Subsequently the MOEA promulgated the aforementioned 3 Rules on December 26 and 31, 2001 respectively, which would take effect as from those dates. A full copy of these Rules can be found at the following websites:
Explanations and details of these Rules can also be found in Volume 9, Issue 22 of IPR News.
Electronic Signatures Law Promulgated on November 14, 2001
The Ministry of Economic Affairs had drafted the Electronic Signatures Law, with a view to building a secure and reliable electronic transactions environment and promoting E-Commerce, after reviewing international legal examples and principles of such international organizations as the UN and European Union. The Law will legally regulate electronic signatures and electronic documents, as well as establish a management system for electronic accreditation entities. The Law has been promulgated by order of the President on November 14, 2001, with the enforcement date to be determined by the Executive Yuan. The main legal principles for the Law include technology neutrality, freedom of contract, and market orientation principles. There are 17 articles to the Law, covering the following main issues:
1.Stipulate the where a legal act or legal rule should be done in writing, it may be done in an electronic document form if complying with certain elements; and the validity of electronic documents made in accordance with these elements;
2.Where the law requires an original document to be provided, an electronic document made in accordance with certain criteria may be provided as an alternative.

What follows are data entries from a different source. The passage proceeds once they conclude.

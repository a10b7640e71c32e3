use crate::foundation::core::Point;
use crate::paint::color::Color;

/// One colour stop of a gradient. `offset` is in `[0, 1]`.
#[derive(Clone, Copy, Debug, PartialEq)]
pub struct ColorStop {
    /// Position along the gradient.
    pub offset: f64,
    /// Colour at that position.
    pub color: Color,
}

impl ColorStop {
    /// Shorthand constructor.
    pub fn new(offset: f64, color: Color) -> Self {
        Self { offset, color }
    }
}

/// Linear gradient between two points in the user space active at fill time.
#[derive(Clone, Debug, PartialEq)]
pub struct LinearGradient {
    /// Where offset 0 sits.
    pub start: Point,
    /// Where offset 1 sits.
    pub end: Point,
    /// Stops in increasing offset order.
    pub stops: Vec<ColorStop>,
}

/// Two-circle radial gradient sharing one centre.
#[derive(Clone, Debug, PartialEq)]
pub struct RadialGradient {
    /// Centre of both circles.
    pub center: Point,
    /// Radius at offset 0.
    pub inner_radius: f64,
    /// Radius at offset 1.
    pub outer_radius: f64,
    /// Stops in increasing offset order.
    pub stops: Vec<ColorStop>,
}

/// What a fill or stroke is painted with.
#[derive(Clone, Debug, PartialEq)]
pub enum Paint {
    /// Flat colour.
    Solid(Color),
    /// Linear gradient.
    Linear(LinearGradient),
    /// Radial gradient.
    Radial(RadialGradient),
}

impl From<Color> for Paint {
    fn from(c: Color) -> Self {
        Self::Solid(c)
    }
}

/// Line end decoration.
#[derive(Clone, Copy, Debug, Default, PartialEq, Eq)]
pub enum LineCap {
    /// Square end flush with the path end.
    #[default]
    Butt,
    /// Half-disc end.
    Round,
}

/// Stroke geometry.
#[derive(Clone, Copy, Debug, PartialEq)]
pub struct StrokeStyle {
    /// Line width in user units.
    pub width: f64,
    /// End caps.
    pub cap: LineCap,
}

impl StrokeStyle {
    /// Butt-capped stroke of the given width.
    pub fn new(width: f64) -> Self {
        Self {
            width,
            cap: LineCap::Butt,
        }
    }

    /// Replace the cap style.
    pub fn with_cap(self, cap: LineCap) -> Self {
        Self { cap, ..self }
    }
}

/// How new content combines with what is already on the surface.
#[derive(Clone, Copy, Debug, Default, PartialEq, Eq)]
pub enum CompositeMode {
    /// Draw on top (the default).
    #[default]
    SourceOver,
    /// Draw beneath existing pixels.
    DestinationOver,
    /// Add colour values.
    Lighter,
}
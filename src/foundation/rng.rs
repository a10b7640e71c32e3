use rand::{Rng, SeedableRng, rngs::StdRng};

/// Source of uniform unit samples.
///
/// Every procedural parameter in the scene is drawn through this trait so generation can be
/// replayed from a seed or scripted outright.
pub trait RandomSource {
    /// Next sample in `[0, 1)`.
    fn next_unit(&mut self) -> f64;

    /// `a + u * (b - a)`. Reversed ranges (`b < a`) are allowed and sample `(b, a]`.
    fn uniform(&mut self, a: f64, b: f64) -> f64 {
        a + self.next_unit() * (b - a)
    }

    /// `floor(uniform(a, b))`, for integer-valued parameters such as petal counts.
    fn uniform_int(&mut self, a: u32, b: u32) -> u32 {
        let v = self.uniform(f64::from(a), f64::from(b)).floor();
        // A unit sample is strictly below 1, but guard the upper bound against rounding.
        (v as u32).min(b.saturating_sub(1).max(a))
    }
}

impl<R: RandomSource + ?Sized> RandomSource for &mut R {
    fn next_unit(&mut self) -> f64 {
        (**self).next_unit()
    }
}

/// Seedable generator backed by [`StdRng`].
#[derive(Clone, Debug)]
pub struct SeededRng {
    inner: StdRng,
}

impl SeededRng {
    /// Deterministic generator for a given seed.
    pub fn from_seed_u64(seed: u64) -> Self {
        Self {
            inner: StdRng::seed_from_u64(seed),
        }
    }

    /// Generator seeded from the operating system.
    pub fn from_entropy() -> Self {
        Self {
            inner: StdRng::from_os_rng(),
        }
    }
}

impl RandomSource for SeededRng {
    fn next_unit(&mut self) -> f64 {
        self.inner.random::<f64>()
    }
}

/// Replays a fixed list of unit samples, wrapping around at the end.
///
/// Values are clamped into `[0, 1)` on construction. An empty list yields `0.0` forever.
#[derive(Clone, Debug, Default)]
pub struct SequenceRng {
    values: Vec<f64>,
    cursor: usize,
}

impl SequenceRng {
    /// Build from explicit samples.
    pub fn new(values: impl IntoIterator<Item = f64>) -> Self {
        let values = values
            .into_iter()
            .map(|v| v.clamp(0.0, 1.0 - f64::EPSILON))
            .collect();
        Self { values, cursor: 0 }
    }

    /// Single value repeated forever.
    pub fn constant(v: f64) -> Self {
        Self::new([v])
    }

    /// Number of samples drawn so far.
    pub fn drawn(&self) -> usize {
        self.cursor
    }
}

impl RandomSource for SequenceRng {
    fn next_unit(&mut self) -> f64 {
        if self.values.is_empty() {
            self.cursor += 1;
            return 0.0;
        }
        let v = self.values[self.cursor % self.values.len()];
        self.cursor += 1;
        v
    }
}

#[cfg(test)]
#[path = "../../tests/unit/foundation/rng.rs"]
mod tests;
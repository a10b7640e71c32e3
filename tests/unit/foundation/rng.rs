use super::*;

#[test]
fn seeded_rng_is_reproducible() {
    let mut a = SeededRng::from_seed_u64(7);
    let mut b = SeededRng::from_seed_u64(7);
    for _ in 0..32 {
        assert_eq!(a.next_unit(), b.next_unit());
    }
}

#[test]
fn seeded_rng_stays_in_unit_range() {
    let mut r = SeededRng::from_seed_u64(99);
    for _ in 0..1000 {
        let u = r.next_unit();
        assert!((0.0..1.0).contains(&u));
    }
}

#[test]
fn uniform_maps_linearly_and_allows_reversed_ranges() {
    let mut r = SequenceRng::new([0.0, 0.5, 0.25]);
    assert_eq!(r.uniform(10.0, 20.0), 10.0);
    assert_eq!(r.uniform(10.0, 20.0), 15.0);
    assert_eq!(r.uniform(10.0, 0.0), 7.5);
}

#[test]
fn uniform_int_never_reaches_upper_bound() {
    let mut r = SequenceRng::constant(1.0);
    assert_eq!(r.uniform_int(6, 10), 9);
    let mut r = SequenceRng::constant(0.0);
    assert_eq!(r.uniform_int(6, 10), 6);
}

#[test]
fn sequence_rng_wraps_and_counts() {
    let mut r = SequenceRng::new([0.1, 0.2]);
    assert_eq!(r.next_unit(), 0.1);
    assert_eq!(r.next_unit(), 0.2);
    assert_eq!(r.next_unit(), 0.1);
    assert_eq!(r.drawn(), 3);

    let mut empty = SequenceRng::default();
    assert_eq!(empty.next_unit(), 0.0);
}
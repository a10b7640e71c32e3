use crate::foundation::error::{BouquetError, BouquetResult};

pub use kurbo::{Affine, BezPath, Point, Rect, Vec2};

/// Animation clock value in milliseconds since an arbitrary epoch.
pub type Millis = f64;

/// Drawable area in CSS pixels.
///
/// Device pixel density is a surface concern; everything in the scene is laid out in these
/// units.
#[derive(Clone, Copy, Debug, PartialEq, serde::Serialize, serde::Deserialize)]
pub struct Viewport {
    /// Width in CSS pixels.
    pub width: f64,
    /// Height in CSS pixels.
    pub height: f64,
}

impl Viewport {
    /// Create a viewport, rejecting negative or non-finite sizes.
    pub fn new(width: f64, height: f64) -> BouquetResult<Self> {
        if !width.is_finite() || !height.is_finite() {
            return Err(BouquetError::validation("Viewport size must be finite"));
        }
        if width < 0.0 || height < 0.0 {
            return Err(BouquetError::validation("Viewport size must be >= 0"));
        }
        Ok(Self { width, height })
    }

    /// Smaller of the two sides.
    pub fn min_side(self) -> f64 {
        self.width.min(self.height)
    }

    /// Centre point.
    pub fn center(self) -> Point {
        Point::new(self.width / 2.0, self.height / 2.0)
    }

    /// Full-viewport rectangle anchored at the origin.
    pub fn rect(self) -> Rect {
        Rect::new(0.0, 0.0, self.width, self.height)
    }

    /// Return `true` when either side is zero.
    pub fn is_empty(self) -> bool {
        self.width <= 0.0 || self.height <= 0.0
    }
}

impl Default for Viewport {
    fn default() -> Self {
        Self {
            width: 800.0,
            height: 600.0,
        }
    }
}

#[cfg(test)]
#[path = "../../tests/unit/foundation/core.rs"]
mod tests;
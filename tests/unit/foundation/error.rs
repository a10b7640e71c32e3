use super::*;

#[test]
fn display_prefixes_are_stable() {
    assert!(
        BouquetError::validation("x")
            .to_string()
            .contains("validation error:")
    );
    assert!(BouquetError::render("x").to_string().contains("render error:"));
    assert!(BouquetError::looping("x").to_string().contains("loop error:"));
    assert!(BouquetError::encode("x").to_string().contains("encode error:"));
    assert!(
        BouquetError::serde("x")
            .to_string()
            .contains("serialization error:")
    );
}

#[test]
fn other_preserves_source() {
    let base = std::io::Error::other("boom");
    let err = BouquetError::Other(anyhow::Error::new(base));
    assert!(err.to_string().contains("boom"));
}
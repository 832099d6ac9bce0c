//! Driving the surviving test cases.
//!
//! [`RunTestCases`] is the one and only driver of the per-case sub-pipeline.
//! It claims its phase exclusively and always wins arbitration. For each
//! surviving case it checks the skip predicate, then recurses into the
//! case-level phase sequence through the same schedule machinery the group
//! driver uses, and records the produced outcome keyed by case name.
//!
//! [`CaseExecution`] is the case-side counterpart: it invokes the case body
//! under `catch_unwind` so a panicking case turns into a failure outcome
//! instead of tearing down the run.

use std::{
    any::Any,
    panic::{AssertUnwindSafe, catch_unwind},
};

use crate::{
    context::{CaseContext, GroupContext},
    error::RunError,
    group::{CaseSignal, SkipStatus},
    outcome::{CaseOutcome, CaseStatus},
    phase::{LifePhase, PhaseLedger, PhaseOwnership, Readiness},
    processor::Processor,
    schedule::{Schedule, run_sequence},
};

/// The sole driver of the per-case sub-pipeline.
pub struct RunTestCases {
    ledger: PhaseLedger,
    case_processors: Vec<Box<dyn Processor<CaseContext>>>,
}

impl RunTestCases {
    pub const NAME: &'static str = "run-test-cases";

    /// A runner with the default case pipeline: just [`CaseExecution`].
    pub fn new() -> Self {
        Self {
            ledger: PhaseLedger::new(),
            case_processors: vec![Box::new(CaseExecution::new())],
        }
    }

    /// Add a processor to the case-level pipeline.
    pub fn with_case_processor(
        mut self,
        processor: Box<dyn Processor<CaseContext>>,
    ) -> Self {
        self.case_processors.push(processor);
        self
    }

    fn run_case(&mut self, schedule: &Schedule, case: &mut CaseContext) -> Result<(), RunError> {
        for processor in &mut self.case_processors {
            processor.reset();
        }
        run_sequence(
            schedule,
            LifePhase::CASE_SEQUENCE,
            &mut self.case_processors,
            case,
        )
    }
}

impl Default for RunTestCases {
    fn default() -> Self {
        Self::new()
    }
}

impl std::fmt::Debug for RunTestCases {
    fn fmt(&self, f: &mut std::fmt::Formatter<'_>) -> std::fmt::Result {
        f.debug_struct("RunTestCases")
            .field("case_processors", &self.case_processors.len())
            .finish()
    }
}

impl Processor<GroupContext> for RunTestCases {
    fn name(&self) -> &'static str {
        Self::NAME
    }

    fn phases(&self) -> &'static [LifePhase] {
        &[LifePhase::RunningCases]
    }

    fn ownership(&self, _: LifePhase) -> PhaseOwnership {
        PhaseOwnership::OnePerPhase
    }

    fn ledger(&self) -> &PhaseLedger {
        &self.ledger
    }

    fn ledger_mut(&mut self) -> &mut PhaseLedger {
        &mut self.ledger
    }

    /// Readiness depends on outstanding cases, not on the call count.
    fn readiness(&self, _: LifePhase, ctx: &GroupContext) -> Readiness {
        match ctx.has_pending_cases() {
            true => Readiness::Ready,
            false => Readiness::NothingForMe,
        }
    }

    fn process(&mut self, _: LifePhase, ctx: &mut GroupContext) -> Result<(), RunError> {
        let schedule = Schedule::plan(&self.case_processors, LifePhase::CASE_SEQUENCE)?;

        for mut case in ctx.take_cases() {
            let name = case.name().to_owned();

            if let Some(reason) = skip_reason(&case.case().meta.skip) {
                ctx.log()
                    .line(format_args!("case `{name}` skipped: {reason}"));
                ctx.record(name, CaseOutcome::failed(reason))?;
                continue;
            }

            self.run_case(&schedule, &mut case)?;

            let outcome = case
                .take_outcome()
                .ok_or_else(|| RunError::MissingCaseOutcome { name: name.clone() })?;
            if outcome.status == CaseStatus::NotApplicable {
                ctx.note_not_applicable();
            }
            ctx.record(name, outcome)?;
        }

        Ok(())
    }

    /// The case runner always wins phase-ownership arbitration.
    fn outranks(&self, _: &dyn Processor<GroupContext>) -> bool {
        true
    }
}

fn skip_reason(skip: &SkipStatus) -> Option<String> {
    match skip {
        SkipStatus::Run => None,
        SkipStatus::Skip => Some("skipped".to_owned()),
        SkipStatus::SkipWithReason(reason) => Some(format!("skipped: {reason}")),
    }
}

/// Invokes the case body and stores its outcome on the case context.
#[derive(Debug, Default)]
pub struct CaseExecution {
    ledger: PhaseLedger,
}

impl CaseExecution {
    pub const NAME: &'static str = "case-execution";

    pub fn new() -> Self {
        Self::default()
    }

    /// Convert a panic payload into a string, matching the common payload
    /// types produced by `panic!`.
    fn payload_as_string(err: Box<dyn Any + Send + 'static>) -> String {
        err.downcast::<&'static str>()
            .map(|s| s.to_string())
            .or_else(|err| err.downcast::<String>().map(|s| *s))
            .unwrap_or_else(|_| String::from("Box<dyn Any>"))
    }
}

impl Processor<CaseContext> for CaseExecution {
    fn name(&self) -> &'static str {
        Self::NAME
    }

    fn phases(&self) -> &'static [LifePhase] {
        &[LifePhase::RunningCase]
    }

    fn ownership(&self, _: LifePhase) -> PhaseOwnership {
        PhaseOwnership::OnePerPhase
    }

    fn ledger(&self) -> &PhaseLedger {
        &self.ledger
    }

    fn ledger_mut(&mut self) -> &mut PhaseLedger {
        &mut self.ledger
    }

    fn process(&mut self, _: LifePhase, ctx: &mut CaseContext) -> Result<(), RunError> {
        let case = ctx.case();
        let result = catch_unwind(AssertUnwindSafe(|| case.call()));

        let outcome = match result {
            Ok(result) => match result.0 {
                Ok(()) => CaseOutcome::passed(),
                Err(CaseSignal::Failure(message)) => CaseOutcome::failed(message),
                Err(CaseSignal::NotApplicable(message)) => CaseOutcome::not_applicable(message),
            },
            Err(payload) => CaseOutcome::failed(Self::payload_as_string(payload)),
        };

        ctx.set_outcome(outcome);
        Ok(())
    }

    fn outranks(&self, _: &dyn Processor<CaseContext>) -> bool {
        true
    }
}
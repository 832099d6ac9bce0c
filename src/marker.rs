//! Declarative markers and the marker inventory.
//!
//! Markers are the metadata that opt methods (or the group type itself) into
//! processor behavior. Instead of reflecting over source annotations, a test
//! group registers its declared type hierarchy explicitly (see
//! [`GroupMeta`](crate::group::GroupMeta)), and the inventory scan turns those
//! declarations into one element-to-markers map per interested processor.
//!
//! The scan runs exactly once per group run, before any phase executes, and
//! the resulting [`MarkerInventory`] is read-only from then on.

use std::{
    borrow::Cow,
    collections::{BTreeMap, BTreeSet, HashMap},
    fmt,
};

use crate::{error::ConfigError, group::GroupMeta};

/// The name of a declarative marker.
#[derive(Debug, Clone, PartialEq, Eq, PartialOrd, Ord, Hash)]
pub struct Marker(Cow<'static, str>);

/// Marks a method as a test case.
pub const TEST_CASE: Marker = Marker::from_static("test-case");
/// Marks a method as explicitly not a test case.
pub const NOT_TEST_CASE: Marker = Marker::from_static("not-test-case");
/// Marks a method as a group-wide setup hook.
pub const BEFORE_GROUP: Marker = Marker::from_static("before-group");
/// Marks a method as a group-wide teardown hook.
pub const AFTER_GROUP: Marker = Marker::from_static("after-group");
/// Marks a type as bearing a test group.
pub const TEST_GROUP: Marker = Marker::from_static("test-group");

impl Marker {
    pub const fn from_static(name: &'static str) -> Self {
        Self(Cow::Borrowed(name))
    }

    pub fn name(&self) -> &str {
        &self.0
    }
}

impl From<&'static str> for Marker {
    fn from(value: &'static str) -> Self {
        Self(value.into())
    }
}

impl From<String> for Marker {
    fn from(value: String) -> Self {
        Self(value.into())
    }
}

impl fmt::Display for Marker {
    fn fmt(&self, f: &mut fmt::Formatter<'_>) -> fmt::Result {
        f.write_str(&self.0)
    }
}

/// A code element that can carry markers.
#[derive(Debug, Clone, PartialEq, Eq, PartialOrd, Ord, Hash)]
pub enum Element {
    /// A declared type or interface in the group's hierarchy.
    Type(Cow<'static, str>),
    /// A method declared on a type in the hierarchy.
    Method {
        owner: Cow<'static, str>,
        name: Cow<'static, str>,
    },
}

impl Element {
    /// The method name, if this element is a method.
    pub fn method_name(&self) -> Option<&str> {
        match self {
            Element::Type(_) => None,
            Element::Method { name, .. } => Some(name),
        }
    }
}

impl fmt::Display for Element {
    fn fmt(&self, f: &mut fmt::Formatter<'_>) -> fmt::Result {
        match self {
            Element::Type(name) => f.write_str(name),
            Element::Method { owner, name } => write!(f, "{owner}::{name}"),
        }
    }
}

/// A processor's static declaration of which markers it cares about.
#[derive(Debug, Clone, Copy)]
pub struct MarkerInterest {
    /// The markers the inventory should collect for this processor.
    pub markers: &'static [Marker],
    /// When set, a single element carrying more than one distinct marker
    /// from `markers` is a configuration error.
    pub mutually_exclusive: bool,
}

impl MarkerInterest {
    /// No interest at all; the inventory skips this processor.
    pub const NONE: MarkerInterest = MarkerInterest {
        markers: &[],
        mutually_exclusive: false,
    };

    pub const fn of(markers: &'static [Marker]) -> Self {
        Self {
            markers,
            mutually_exclusive: false,
        }
    }

    pub const fn exclusive(markers: &'static [Marker]) -> Self {
        Self {
            markers,
            mutually_exclusive: true,
        }
    }
}

/// The markers found for one processor, keyed by carrying element.
pub type ElementMarkers = BTreeMap<Element, BTreeSet<Marker>>;

/// Per-processor element-to-markers maps for one group run.
#[derive(Debug, Default)]
pub struct MarkerInventory {
    per_processor: HashMap<&'static str, ElementMarkers>,
}

impl MarkerInventory {
    /// Walk the declared hierarchy and collect, for every interested
    /// processor, the elements carrying markers from its interest set.
    ///
    /// Interfaces and ancestor types are part of [`GroupMeta::types`], so the
    /// walk covers the full hierarchy. Fails when a mutually-exclusive
    /// interest set finds more than one of its markers on a single element.
    pub fn scan(
        meta: &GroupMeta,
        interests: impl IntoIterator<Item = (&'static str, MarkerInterest)>,
    ) -> Result<MarkerInventory, ConfigError> {
        let mut inventory = MarkerInventory::default();

        for (processor, interest) in interests {
            if interest.markers.is_empty() {
                continue;
            }

            let mut elements = ElementMarkers::new();
            for ty in &meta.types {
                collect(&mut elements, Element::Type(ty.name.clone()), &ty.markers, &interest);
                for method in &ty.methods {
                    let element = Element::Method {
                        owner: ty.name.clone(),
                        name: method.name.clone(),
                    };
                    collect(&mut elements, element, &method.markers, &interest);
                }
            }

            if interest.mutually_exclusive {
                for (element, markers) in &elements {
                    if markers.len() > 1 {
                        return Err(ConfigError::ExclusiveMarkers {
                            processor,
                            element: element.clone(),
                            markers: markers.iter().cloned().collect(),
                        });
                    }
                }
            }

            inventory.per_processor.insert(processor, elements);
        }

        Ok(inventory)
    }

    /// The element map collected for a processor, if it declared interest.
    pub fn for_processor(&self, processor: &str) -> Option<&ElementMarkers> {
        self.per_processor.get(processor)
    }

    /// The names of all methods carrying `marker` in a processor's map,
    /// deduplicated and sorted.
    pub fn method_names_with(&self, processor: &str, marker: &Marker) -> BTreeSet<String> {
        let Some(elements) = self.for_processor(processor) else {
            return BTreeSet::new();
        };
        elements
            .iter()
            .filter(|(_, markers)| markers.contains(marker))
            .filter_map(|(element, _)| element.method_name())
            .map(str::to_owned)
            .collect()
    }

    /// The single marker collected for `element` in a processor's map.
    ///
    /// # Panics
    ///
    /// Panics when the element carries more than one marker. Asking for the
    /// unique marker of a multi-marker element is a processor implementation
    /// bug, not a user configuration problem.
    pub fn unique_marker(&self, processor: &str, element: &Element) -> Option<&Marker> {
        let markers = self.for_processor(processor)?.get(element)?;
        if markers.len() > 1 {
            panic!(
                "element `{element}` carries {} markers for processor `{processor}`, \
                 expected at most one",
                markers.len()
            );
        }
        markers.iter().next()
    }
}

fn collect(
    elements: &mut ElementMarkers,
    element: Element,
    carried: &[Marker],
    interest: &MarkerInterest,
) {
    let matching: BTreeSet<Marker> = carried
        .iter()
        .filter(|marker| interest.markers.contains(marker))
        .cloned()
        .collect();
    if !matching.is_empty() {
        elements.entry(element).or_default().extend(matching);
    }
}
//! Group-level setup and teardown hooks.
//!
//! Both processors resolve their marked method names through the marker
//! inventory and invoke the matching hook bodies registered on the group.
//! A missing body or a failing invocation affects the whole group, so it is
//! logged and escalated to a fatal [`RunError::Hook`] instead of being
//! recorded as a case failure.

use crate::{
    context::GroupContext,
    error::{HookError, RunError},
    marker::{self, Marker, MarkerInterest},
    phase::{LifePhase, PhaseLedger, PhaseOwnership},
    processor::Processor,
};

/// Runs every method marked as a before-group hook, in name order.
#[derive(Debug, Default)]
pub struct BeforeGroupActions {
    ledger: PhaseLedger,
}

/// Runs every method marked as an after-group hook, in name order.
#[derive(Debug, Default)]
pub struct AfterGroupActions {
    ledger: PhaseLedger,
}

const BEFORE_MARKERS: &[Marker] = &[marker::BEFORE_GROUP];
const AFTER_MARKERS: &[Marker] = &[marker::AFTER_GROUP];

impl BeforeGroupActions {
    pub const NAME: &'static str = "before-group-actions";

    pub fn new() -> Self {
        Self::default()
    }
}

impl AfterGroupActions {
    pub const NAME: &'static str = "after-group-actions";

    pub fn new() -> Self {
        Self::default()
    }
}

impl Processor<GroupContext> for BeforeGroupActions {
    fn name(&self) -> &'static str {
        Self::NAME
    }

    fn phases(&self) -> &'static [LifePhase] {
        &[LifePhase::BeforeGroup]
    }

    fn ownership(&self, _: LifePhase) -> PhaseOwnership {
        PhaseOwnership::ManyPerPhase
    }

    fn marker_interest(&self) -> MarkerInterest {
        MarkerInterest::of(BEFORE_MARKERS)
    }

    fn ledger(&self) -> &PhaseLedger {
        &self.ledger
    }

    fn ledger_mut(&mut self) -> &mut PhaseLedger {
        &mut self.ledger
    }

    fn process(&mut self, phase: LifePhase, ctx: &mut GroupContext) -> Result<(), RunError> {
        run_marked_hooks(Self::NAME, &marker::BEFORE_GROUP, phase, ctx)
    }
}

impl Processor<GroupContext> for AfterGroupActions {
    fn name(&self) -> &'static str {
        Self::NAME
    }

    fn phases(&self) -> &'static [LifePhase] {
        &[LifePhase::AfterGroup]
    }

    fn ownership(&self, _: LifePhase) -> PhaseOwnership {
        PhaseOwnership::ManyPerPhase
    }

    fn marker_interest(&self) -> MarkerInterest {
        MarkerInterest::of(AFTER_MARKERS)
    }

    fn ledger(&self) -> &PhaseLedger {
        &self.ledger
    }

    fn ledger_mut(&mut self) -> &mut PhaseLedger {
        &mut self.ledger
    }

    fn process(&mut self, phase: LifePhase, ctx: &mut GroupContext) -> Result<(), RunError> {
        run_marked_hooks(Self::NAME, &marker::AFTER_GROUP, phase, ctx)
    }
}

fn run_marked_hooks(
    processor: &'static str,
    marker: &Marker,
    phase: LifePhase,
    ctx: &mut GroupContext,
) -> Result<(), RunError> {
    // sorted and deduplicated, so hierarchy overrides run once
    let names = ctx.markers().method_names_with(processor, marker);

    for name in names {
        let outcome = match ctx.hook(&name) {
            None => Err(HookError::Missing { name: name.clone() }),
            Some(hook) => match hook.call().0 {
                Ok(()) => Ok(()),
                Err(message) => Err(HookError::Invocation {
                    name: name.clone(),
                    message,
                }),
            },
        };

        if let Err(source) = outcome {
            ctx.log().line(format_args!("something is wrong: {source}"));
            tracing::warn!(hook = %name, %phase, error = %source, "hook failed");
            return Err(RunError::Hook { phase, source });
        }
        ctx.log().line(format_args!("hook `{name}` finished"));
    }

    Ok(())
}
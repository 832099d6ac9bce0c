use std::borrow::Cow;

/// The recorded result of one test case.
#[derive(Debug, Clone, PartialEq, Eq)]
#[non_exhaustive]
pub struct CaseOutcome {
    pub status: CaseStatus,
    pub message: Cow<'static, str>,
}

impl CaseOutcome {
    pub fn passed() -> Self {
        Self {
            status: CaseStatus::Passed,
            message: Cow::Borrowed(""),
        }
    }

    pub fn failed(message: impl Into<Cow<'static, str>>) -> Self {
        Self {
            status: CaseStatus::Failed,
            message: message.into(),
        }
    }

    pub fn not_applicable(message: impl Into<Cow<'static, str>>) -> Self {
        Self {
            status: CaseStatus::NotApplicable,
            message: message.into(),
        }
    }
}

#[derive(Debug, Clone, Copy, PartialEq, Eq)]
#[non_exhaustive]
pub enum CaseStatus {
    Passed,
    Failed,
    /// The case opted out under current conditions; not counted as a failure.
    NotApplicable,
}

impl CaseStatus {
    pub fn passed(&self) -> bool {
        matches!(self, CaseStatus::Passed)
    }

    pub fn failed(&self) -> bool {
        matches!(self, CaseStatus::Failed)
    }

    pub fn not_applicable(&self) -> bool {
        matches!(self, CaseStatus::NotApplicable)
    }
}

/// The aggregate a finished group run hands to the reporting layer.
///
/// `results` keeps insertion order: the order cases were recorded in, which
/// is not necessarily declaration order once exclusion removed entries.
#[derive(Debug)]
#[non_exhaustive]
pub struct GroupReport {
    pub results: Vec<(String, CaseOutcome)>,
    pub not_applicable: usize,
}

impl GroupReport {
    pub fn outcome_of(&self, case: &str) -> Option<&CaseOutcome> {
        self.results
            .iter()
            .find(|(name, _)| name == case)
            .map(|(_, outcome)| outcome)
    }

    pub fn has_failures(&self) -> bool {
        self.results
            .iter()
            .any(|(_, outcome)| outcome.status.failed())
    }
}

3.Where the law requires written form of documents to be maintained, it may be maintained in the form of electronic documents complying with certain criteria.
4.Bases for determining issuing date and location of electronic correspondence and transaction records.
5.Where the law requires signature and chop, electronic signatures made in accordance with certain criteria may be used as an alternative.
6.Criteria for making digital signatures.
7.Certification authorities must publicly disclose their bases for certification practice.
8.Relevant penalty provisions.
9.Dealing with certification authorities who cease providing services.
10.Certification authorities' liabilities for damages.
11.Validity of certification issued by foreign certification authorities.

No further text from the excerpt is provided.